- **Stored data entries**
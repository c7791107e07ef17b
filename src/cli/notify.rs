//! Desktop notification at the end of a run

use crate::process::{Invocation, NoopSink, ProcessRunner};
use std::sync::Arc;
use tracing::{debug, warn};

/// Notification command
pub const NOTIFY_TOOL: &str = "notify-send";

pub fn invocation(summary: &str, body: &str) -> Invocation {
    Invocation::new(NOTIFY_TOOL).args(["--app-name=backhaul", summary, body])
}

/// Send a notification; any failure is logged and otherwise ignored
pub async fn notify(runner: &dyn ProcessRunner, summary: &str, body: &str) {
    match runner.run(&invocation(summary, body), Arc::new(NoopSink)).await {
        Ok(output) if output.success() => debug!("Notification sent"),
        Ok(output) => warn!("{} failed with {}", NOTIFY_TOOL, output.status_text()),
        Err(e) => warn!("Could not send notification: {}", e),
    }
}
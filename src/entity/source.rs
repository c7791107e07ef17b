//! File tree sources synchronized with rsync

use crate::entity::location::{host_section, Location};
use crate::entity::{check_outcome, ensure_dir, split_options, BackupTask, EntityError, Failure, Script};
use crate::process::{Invocation, LogSink, ProcessRunner};
use async_trait::async_trait;
use std::collections::BTreeSet;
use std::path::{Path, PathBuf};
use std::sync::Arc;
use tracing::{error, info};

/// Transfer tool
pub const TRANSFER_TOOL: &str = "rsync";

/// Privilege elevation prefix
pub const ELEVATE_TOOL: &str = "sudo";

/// Replaced by the quoted previous-version directory in rsync options
pub const BACKUP_DIR_PLACEHOLDER: &str = "{backup_dir}";

/// rsync options used when no document in the chain sets any
pub const DEFAULT_RSYNC_OPTIONS: &str = "-az --delete --backup --backup-dir={backup_dir}";

/// Per-host directory holding synced trees
pub const FILES_DIR: &str = "files";

/// Per-host directory holding rsync's previous versions
pub const BACKUP_DIR: &str = "backup";

/// A file tree to synchronize into `target_root/host/files`
#[derive(Debug, Clone, PartialEq, Eq)]
pub struct Source {
    /// Path as written in the configuration
    pub path: String,
    pub location: Location,
    pub target_root: PathBuf,
    pub excludes: BTreeSet<String>,
    pub privileged: bool,
    /// rsync options template, may contain [`BACKUP_DIR_PLACEHOLDER`]
    pub rsync_options: String,
    pub pre_script: Option<Script>,
    pub post_script: Option<Script>,
}

/// The built transfer invocation and the directories it writes to
#[derive(Debug, Clone, PartialEq, Eq)]
pub struct SyncCommand {
    pub invocation: Invocation,
    pub target_dir: PathBuf,
    pub backup_dir: PathBuf,
}

impl Source {
    /// Create a source. Fails when no target root could be resolved or
    /// when the path contains `..`.
    pub fn new(path: impl Into<String>, target_root: Option<PathBuf>) -> Result<Self, EntityError> {
        let path = path.into();
        let target_root = target_root.ok_or_else(|| EntityError::MissingTarget(path.clone()))?;
        let location = Location::parse(&path);
        if location.climbs_out() {
            return Err(EntityError::ParentTraversal(path));
        }
        Ok(Self {
            location,
            path,
            target_root,
            excludes: BTreeSet::new(),
            privileged: false,
            rsync_options: DEFAULT_RSYNC_OPTIONS.to_string(),
            pre_script: None,
            post_script: None,
        })
    }

    pub fn with_excludes<I, S>(mut self, excludes: I) -> Self
    where
        I: IntoIterator<Item = S>,
        S: Into<String>,
    {
        self.excludes.extend(excludes.into_iter().map(Into::into));
        self
    }

    pub fn with_rsync_options(mut self, options: impl Into<String>) -> Self {
        self.rsync_options = options.into();
        self
    }

    pub fn privileged(mut self, privileged: bool) -> Self {
        self.privileged = privileged;
        self
    }

    pub fn with_pre_script(mut self, script: Script) -> Self {
        self.pre_script = Some(script);
        self
    }

    pub fn with_post_script(mut self, script: Script) -> Self {
        self.post_script = Some(script);
        self
    }

    /// Host directory name: the remote host, or this machine's hostname
    pub fn host(&self) -> String {
        self.location.host()
    }

    /// `target_root/host/files/<relative path>`
    pub fn target_dir(&self) -> PathBuf {
        host_section(&self.target_root, &self.host(), FILES_DIR).join(self.location.relative_path())
    }

    /// `target_root/host/backup/<relative path>`
    pub fn backup_dir(&self) -> PathBuf {
        host_section(&self.target_root, &self.host(), BACKUP_DIR).join(self.location.relative_path())
    }

    /// Build the rsync invocation, creating the target and backup
    /// directories if they do not exist yet
    pub fn build_command(&self) -> Result<SyncCommand, EntityError> {
        let target_dir = self.target_dir();
        let backup_dir = self.backup_dir();
        ensure_dir(&target_dir)?;
        ensure_dir(&backup_dir)?;

        let mut argv = Vec::new();
        if self.privileged {
            argv.push(ELEVATE_TOOL.to_string());
        }
        argv.push(TRANSFER_TOOL.to_string());
        argv.extend(self.expand_options(&backup_dir)?);
        argv.extend(self.excludes.iter().map(|glob| format!("--exclude={}", glob)));
        argv.push(self.source_argument());
        argv.push(format!("{}/", path_string(&target_dir)));

        Ok(SyncCommand {
            invocation: Invocation::from_argv(argv)?,
            target_dir,
            backup_dir,
        })
    }

    fn expand_options(&self, backup_dir: &Path) -> Result<Vec<String>, EntityError> {
        if !self.rsync_options.contains(BACKUP_DIR_PLACEHOLDER) {
            return split_options(&self.rsync_options);
        }
        let backup_dir = path_string(backup_dir);
        let quoted = shlex::try_quote(&backup_dir)
            .map_err(|_| EntityError::InvalidOptions(self.rsync_options.clone()))?;
        split_options(&self.rsync_options.replace(BACKUP_DIR_PLACEHOLDER, &quoted))
    }

    /// Directories get a trailing separator so rsync copies their contents
    fn source_argument(&self) -> String {
        match &self.location {
            Location::Local { path } if Path::new(path).is_dir() && !path.ends_with('/') => {
                format!("{}/", path)
            }
            _ => self.path.clone(),
        }
    }

    /// pre-script, transfer, post-script. Each failure is recorded and the
    /// remaining sub-steps still run.
    pub async fn backup(&self, runner: &dyn ProcessRunner) -> Vec<Failure> {
        let label = self.label();
        let mut failures = Vec::new();

        if let Some(script) = &self.pre_script {
            failures.extend(script.run(runner).await);
        }

        match self.build_command() {
            Ok(command) => {
                info!("Syncing {} -> {}", self.path, command.target_dir.display());
                let result = runner
                    .run(&command.invocation, Arc::new(LogSink::new(label.clone())))
                    .await;
                failures.extend(check_outcome(&label, result));
            }
            Err(e) => {
                error!("{}: {}", label, e);
                failures.push(Failure::new(label.clone(), e.to_string()));
            }
        }

        if let Some(script) = &self.post_script {
            failures.extend(script.run(runner).await);
        }

        failures
    }
}

#[async_trait]
impl BackupTask for Source {
    fn label(&self) -> String {
        format!("{} {}", TRANSFER_TOOL, self.path)
    }

    async fn execute(&self, runner: &dyn ProcessRunner) -> Vec<Failure> {
        self.backup(runner).await
    }
}

fn path_string(path: &Path) -> String {
    path.to_string_lossy().into_owned()
}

- **WHAT IS BEING ASKED**
Please reproduce the records above in their entirety, exactly as given.

- **TASK RESPONSE**
repository c7791107e07ef17b
filename src/cli/notify.rs
//! Desktop notification at the end of a run

use crate::process::{Invocation, NoopSink, ProcessRunner};
use std::sync::Arc;
use tracing::{debug, warn};

/// Notification command
pub const NOTIFY_TOOL: &str = "notify-send";

pub fn invocation(summary: &str, body: &str) -> Invocation {
    Invocation::new(NOTIFY_TOOL).args(["--app-name=backhaul", summary, body])
}

/// Send a notification; any failure is logged and otherwise ignored
pub async fn notify(runner: &dyn ProcessRunner, summary: &str, body: &str) {
    match runner.run(&invocation(summary, body), Arc::new(NoopSink)).await {
        Ok(output) if output.success() => debug!("Notification sent"),
        Ok(output) => warn!("{} failed with {}", NOTIFY_TOOL, output.status_text()),
        Err(e) => warn!("Could not send notification: {}", e),
    }
}
filename src/entity/source.rs
repository c7791107e07ef17b
//! File tree sources synchronized with rsync

use crate::entity::location::{host_section, Location};
use crate::entity::{check_outcome, ensure_dir, split_options, BackupTask, EntityError, Failure, Script};
use crate::process::{Invocation, LogSink, ProcessRunner};
use async_trait::async_trait;
use std::collections::BTreeSet;
use std::path::{Path, PathBuf};
use std::sync::Arc;
use tracing::{error, info};

/// Transfer tool
pub const TRANSFER_TOOL: &str = "rsync";

/// Privilege elevation prefix
pub const ELEVATE_TOOL: &str = "sudo";

/// Replaced by the quoted previous-version directory in rsync options
pub const BACKUP_DIR_PLACEHOLDER: &str = "{backup_dir}";

/// rsync options used when no document in the chain sets any
pub const DEFAULT_RSYNC_OPTIONS: &str = "-az --delete --backup --backup-dir={backup_dir}";

/// Per-host directory holding synced trees
pub const FILES_DIR: &str = "files";

/// Per-host directory holding rsync's previous versions
pub const BACKUP_DIR: &str = "backup";

/// A file tree to synchronize into `target_root/host/files`
#[derive(Debug, Clone, PartialEq, Eq)]
pub struct Source {
    /// Path as written in the configuration
    pub path: String,
    pub location: Location,
    pub target_root: PathBuf,
    pub excludes: BTreeSet<String>,
    pub privileged: bool,
    /// rsync options template, may contain [`BACKUP_DIR_PLACEHOLDER`]
    pub rsync_options: String,
    pub pre_script: Option<Script>,
    pub post_script: Option<Script>,
}

/// The built transfer invocation and the directories it writes to
#[derive(Debug, Clone, PartialEq, Eq)]
pub struct SyncCommand {
    pub invocation: Invocation,
    pub target_dir: PathBuf,
    pub backup_dir: PathBuf,
}

impl Source {
    /// Create a source. Fails when no target root could be resolved or
    /// when the path contains `..`.
    pub fn new(path: impl Into<String>, target_root: Option<PathBuf>) -> Result<Self, EntityError> {
        let path = path.into();
        let target_root = target_root.ok_or_else(|| EntityError::MissingTarget(path.clone()))?;
        let location = Location::parse(&path);
        if location.climbs_out() {
            return Err(EntityError::ParentTraversal(path));
        }
        Ok(Self {
            location,
            path,
            target_root,
            excludes: BTreeSet::new(),
            privileged: false,
            rsync_options: DEFAULT_RSYNC_OPTIONS.to_string(),
            pre_script: None,
            post_script: None,
        })
    }

    pub fn with_excludes<I, S>(mut self, excludes: I) -> Self
    where
        I: IntoIterator<Item = S>,
        S: Into<String>,
    {
        self.excludes.extend(excludes.into_iter().map(Into::into));
        self
    }

    pub fn with_rsync_options(mut self, options: impl Into<String>) -> Self {
        self.rsync_options = options.into();
        self
    }

    pub fn privileged(mut self, privileged: bool) -> Self {
        self.privileged = privileged;
        self
    }

    pub fn with_pre_script(mut self, script: Script) -> Self {
        self.pre_script = Some(script);
        self
    }

    pub fn with_post_script(mut self, script: Script) -> Self {
        self.post_script = Some(script);
        self
    }

    /// Host directory name: the remote host, or this machine's hostname
    pub fn host(&self) -> String {
        self.location.host()
    }

    /// `target_root/host/files/<relative path>`
    pub fn target_dir(&self) -> PathBuf {
        host_section(&self.target_root, &self.host(), FILES_DIR).join(self.location.relative_path())
    }

    /// `target_root/host/backup/<relative path>`
    pub fn backup_dir(&self) -> PathBuf {
        host_section(&self.target_root, &self.host(), BACKUP_DIR).join(self.location.relative_path())
    }

    /// Build the rsync invocation, creating the target and backup
    /// directories if they do not exist yet
    pub fn build_command(&self) -> Result<SyncCommand, EntityError> {
        let target_dir = self.target_dir();
        let backup_dir = self.backup_dir();
        ensure_dir(&target_dir)?;
        ensure_dir(&backup_dir)?;

        let mut argv = Vec::new();
        if self.privileged {
            argv.push(ELEVATE_TOOL.to_string());
        }
        argv.push(TRANSFER_TOOL.to_string());
        argv.extend(self.expand_options(&backup_dir)?);
        argv.extend(self.excludes.iter().map(|glob| format!("--exclude={}", glob)));
        argv.push(self.source_argument());
        argv.push(format!("{}/", path_string(&target_dir)));

        Ok(SyncCommand {
            invocation: Invocation::from_argv(argv)?,
            target_dir,
            backup_dir,
        })
    }

    fn expand_options(&self, backup_dir: &Path) -> Result<Vec<String>, EntityError> {
        if !self.rsync_options.contains(BACKUP_DIR_PLACEHOLDER) {
            return split_options(&self.rsync_options);
        }
        let backup_dir = path_string(backup_dir);
        let quoted = shlex::try_quote(&backup_dir)
            .map_err(|_| EntityError::InvalidOptions(self.rsync_options.clone()))?;
        split_options(&self.rsync_options.replace(BACKUP_DIR_PLACEHOLDER, &quoted))
    }

    /// Directories get a trailing separator so rsync copies their contents
    fn source_argument(&self) -> String {
        match &self.location {
            Location::Local { path } if Path::new(path).is_dir() && !path.ends_with('/') => {
                format!("{}/", path)
            }
            _ => self.path.clone(),
        }
    }

    /// pre-script, transfer, post-script. Each failure is recorded and the
    /// remaining sub-steps still run.
    pub async fn backup(&self, runner: &dyn ProcessRunner) -> Vec<Failure> {
        let label = self.label();
        let mut failures = Vec::new();

        if let Some(script) = &self.pre_script {
            failures.extend(script.run(runner).await);
        }

        match self.build_command() {
            Ok(command) => {
                info!("Syncing {} -> {}", self.path, command.target_dir.display());
                let result = runner
                    .run(&command.invocation, Arc::new(LogSink::new(label.clone())))
                    .await;
                failures.extend(check_outcome(&label, result));
            }
            Err(e) => {
                error!("{}: {}", label, e);
                failures.push(Failure::new(label.clone(), e.to_string()));
            }
        }

        if let Some(script) = &self.post_script {
            failures.extend(script.run(runner).await);
        }

        failures
    }
}

#[async_trait]
impl BackupTask for Source {
    fn label(&self) -> String {
        format!("{} {}", TRANSFER_TOOL, self.path)
    }

    async fn execute(&self, runner: &dyn ProcessRunner) -> Vec<Failure> {
        self.backup(runner).await
    }
}

fn path_string(path: &Path) -> String {
    path.to_string_lossy().into_owned()
}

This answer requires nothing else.